= RECORD EXTRACTS =
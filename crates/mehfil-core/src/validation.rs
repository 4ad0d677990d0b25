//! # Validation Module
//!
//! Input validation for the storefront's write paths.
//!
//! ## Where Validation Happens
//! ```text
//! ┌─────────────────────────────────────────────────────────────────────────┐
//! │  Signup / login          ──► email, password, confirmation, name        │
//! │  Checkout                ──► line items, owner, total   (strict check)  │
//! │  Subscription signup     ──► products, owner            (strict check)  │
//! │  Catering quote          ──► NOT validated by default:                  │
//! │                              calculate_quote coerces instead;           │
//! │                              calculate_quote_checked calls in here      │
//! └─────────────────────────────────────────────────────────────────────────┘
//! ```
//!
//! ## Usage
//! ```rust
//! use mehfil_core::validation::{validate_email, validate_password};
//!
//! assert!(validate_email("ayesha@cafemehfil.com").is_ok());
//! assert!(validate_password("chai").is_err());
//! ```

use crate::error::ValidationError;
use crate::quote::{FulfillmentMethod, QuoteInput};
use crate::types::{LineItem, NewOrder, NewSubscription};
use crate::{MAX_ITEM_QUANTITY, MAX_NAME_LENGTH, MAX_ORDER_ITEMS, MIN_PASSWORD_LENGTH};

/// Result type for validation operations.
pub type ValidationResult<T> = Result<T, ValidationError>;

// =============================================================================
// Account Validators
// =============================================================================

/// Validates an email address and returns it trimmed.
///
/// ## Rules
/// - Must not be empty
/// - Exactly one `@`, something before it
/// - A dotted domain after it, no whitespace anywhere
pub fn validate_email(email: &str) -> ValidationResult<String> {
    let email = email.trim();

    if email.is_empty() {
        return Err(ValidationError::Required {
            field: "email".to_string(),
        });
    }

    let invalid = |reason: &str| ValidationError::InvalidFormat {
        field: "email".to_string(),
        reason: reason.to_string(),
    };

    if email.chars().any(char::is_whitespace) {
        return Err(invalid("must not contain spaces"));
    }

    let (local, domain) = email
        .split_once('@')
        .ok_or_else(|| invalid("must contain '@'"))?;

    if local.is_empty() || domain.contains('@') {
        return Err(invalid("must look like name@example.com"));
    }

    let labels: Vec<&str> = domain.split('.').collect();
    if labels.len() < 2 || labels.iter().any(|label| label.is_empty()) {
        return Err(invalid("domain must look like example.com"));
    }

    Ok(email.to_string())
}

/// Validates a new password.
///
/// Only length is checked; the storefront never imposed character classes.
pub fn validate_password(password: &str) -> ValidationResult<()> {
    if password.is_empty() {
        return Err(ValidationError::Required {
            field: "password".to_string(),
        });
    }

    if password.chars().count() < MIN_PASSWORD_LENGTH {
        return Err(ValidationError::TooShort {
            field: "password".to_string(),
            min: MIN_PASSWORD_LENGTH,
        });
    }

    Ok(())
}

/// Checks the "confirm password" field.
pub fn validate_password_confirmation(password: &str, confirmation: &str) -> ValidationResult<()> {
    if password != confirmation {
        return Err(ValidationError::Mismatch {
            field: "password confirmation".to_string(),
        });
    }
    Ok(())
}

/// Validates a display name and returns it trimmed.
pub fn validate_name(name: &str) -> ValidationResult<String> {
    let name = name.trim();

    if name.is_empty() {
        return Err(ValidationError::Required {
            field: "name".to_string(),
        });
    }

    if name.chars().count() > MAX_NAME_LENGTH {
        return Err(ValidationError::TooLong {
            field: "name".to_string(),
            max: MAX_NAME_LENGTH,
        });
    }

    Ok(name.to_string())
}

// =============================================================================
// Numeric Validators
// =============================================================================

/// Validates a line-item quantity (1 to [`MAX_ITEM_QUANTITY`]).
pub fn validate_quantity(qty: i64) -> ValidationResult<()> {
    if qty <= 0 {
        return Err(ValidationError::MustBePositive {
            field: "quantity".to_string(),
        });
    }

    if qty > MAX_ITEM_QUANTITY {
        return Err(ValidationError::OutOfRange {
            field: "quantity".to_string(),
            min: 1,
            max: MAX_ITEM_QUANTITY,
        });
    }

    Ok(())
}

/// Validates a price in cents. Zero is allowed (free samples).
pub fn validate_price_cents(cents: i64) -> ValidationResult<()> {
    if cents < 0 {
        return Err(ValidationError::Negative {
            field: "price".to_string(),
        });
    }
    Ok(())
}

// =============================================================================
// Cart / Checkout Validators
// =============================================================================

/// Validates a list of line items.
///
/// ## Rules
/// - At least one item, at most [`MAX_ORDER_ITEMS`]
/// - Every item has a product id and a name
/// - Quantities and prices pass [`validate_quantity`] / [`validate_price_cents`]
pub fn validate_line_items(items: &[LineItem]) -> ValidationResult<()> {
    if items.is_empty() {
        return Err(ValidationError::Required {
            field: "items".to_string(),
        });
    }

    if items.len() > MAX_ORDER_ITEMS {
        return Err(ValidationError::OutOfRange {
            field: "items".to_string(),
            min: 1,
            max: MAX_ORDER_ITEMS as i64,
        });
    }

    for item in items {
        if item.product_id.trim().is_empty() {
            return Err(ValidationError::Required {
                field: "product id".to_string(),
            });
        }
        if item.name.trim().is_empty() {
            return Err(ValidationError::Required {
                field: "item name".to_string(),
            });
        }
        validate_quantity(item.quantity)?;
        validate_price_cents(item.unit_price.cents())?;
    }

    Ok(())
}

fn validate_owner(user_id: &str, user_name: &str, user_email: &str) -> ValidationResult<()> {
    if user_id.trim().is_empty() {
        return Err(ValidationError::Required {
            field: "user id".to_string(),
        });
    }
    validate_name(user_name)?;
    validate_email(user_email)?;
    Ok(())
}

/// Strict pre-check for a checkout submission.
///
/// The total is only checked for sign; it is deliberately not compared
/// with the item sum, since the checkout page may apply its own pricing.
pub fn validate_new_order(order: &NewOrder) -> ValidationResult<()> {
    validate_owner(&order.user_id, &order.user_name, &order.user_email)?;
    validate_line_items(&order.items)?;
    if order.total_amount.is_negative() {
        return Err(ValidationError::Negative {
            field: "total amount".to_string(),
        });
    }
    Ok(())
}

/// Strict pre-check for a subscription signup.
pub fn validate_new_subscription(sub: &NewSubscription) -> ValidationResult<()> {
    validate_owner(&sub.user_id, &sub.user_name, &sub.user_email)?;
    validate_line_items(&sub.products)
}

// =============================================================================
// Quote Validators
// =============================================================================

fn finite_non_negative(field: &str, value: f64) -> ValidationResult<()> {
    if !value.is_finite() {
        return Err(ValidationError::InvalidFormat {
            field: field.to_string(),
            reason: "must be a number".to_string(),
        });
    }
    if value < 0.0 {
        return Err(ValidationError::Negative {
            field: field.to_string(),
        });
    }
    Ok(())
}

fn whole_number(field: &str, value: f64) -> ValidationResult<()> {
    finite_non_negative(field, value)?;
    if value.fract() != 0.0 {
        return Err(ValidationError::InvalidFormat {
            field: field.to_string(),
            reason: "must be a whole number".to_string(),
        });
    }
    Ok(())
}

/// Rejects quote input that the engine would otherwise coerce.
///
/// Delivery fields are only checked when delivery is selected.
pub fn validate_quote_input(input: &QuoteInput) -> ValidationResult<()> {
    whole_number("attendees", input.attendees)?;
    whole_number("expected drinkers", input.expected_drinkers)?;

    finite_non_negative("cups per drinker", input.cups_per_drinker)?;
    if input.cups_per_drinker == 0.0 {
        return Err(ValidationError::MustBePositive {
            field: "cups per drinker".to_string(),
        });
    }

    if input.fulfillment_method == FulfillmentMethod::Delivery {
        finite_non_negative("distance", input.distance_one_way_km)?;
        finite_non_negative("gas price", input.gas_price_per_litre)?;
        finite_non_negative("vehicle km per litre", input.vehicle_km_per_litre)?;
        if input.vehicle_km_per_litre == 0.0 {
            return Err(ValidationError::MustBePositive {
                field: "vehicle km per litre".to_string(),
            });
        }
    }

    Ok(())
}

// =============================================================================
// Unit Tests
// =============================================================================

= WORK INSTRUCTION =
Copy out the lines beginning at the one that contains "delivery is selected.". Stop at the final line of the data, and include it.

= FINISHED EXERCISE =
/// Delivery fields are only checked when delivery is selected.
pub fn validate_quote_input(input: &QuoteInput) -> ValidationResult<()> {
    whole_number("attendees", input.attendees)?;
    whole_number("expected drinkers", input.expected_drinkers)?;

    finite_non_negative("cups per drinker", input.cups_per_drinker)?;
    if input.cups_per_drinker == 0.0 {
        return Err(ValidationError::MustBePositive {
            field: "cups per drinker".to_string(),
        });
    }

    if input.fulfillment_method == FulfillmentMethod::Delivery {
        finite_non_negative("distance", input.distance_one_way_km)?;
        finite_non_negative("gas price", input.gas_price_per_litre)?;
        finite_non_negative("vehicle km per litre", input.vehicle_km_per_litre)?;
        if input.vehicle_km_per_litre == 0.0 {
            return Err(ValidationError::MustBePositive {
                field: "vehicle km per litre".to_string(),
            });
        }
    }

    Ok(())
}

// =============================================================================
// Unit Tests
// =============================================================================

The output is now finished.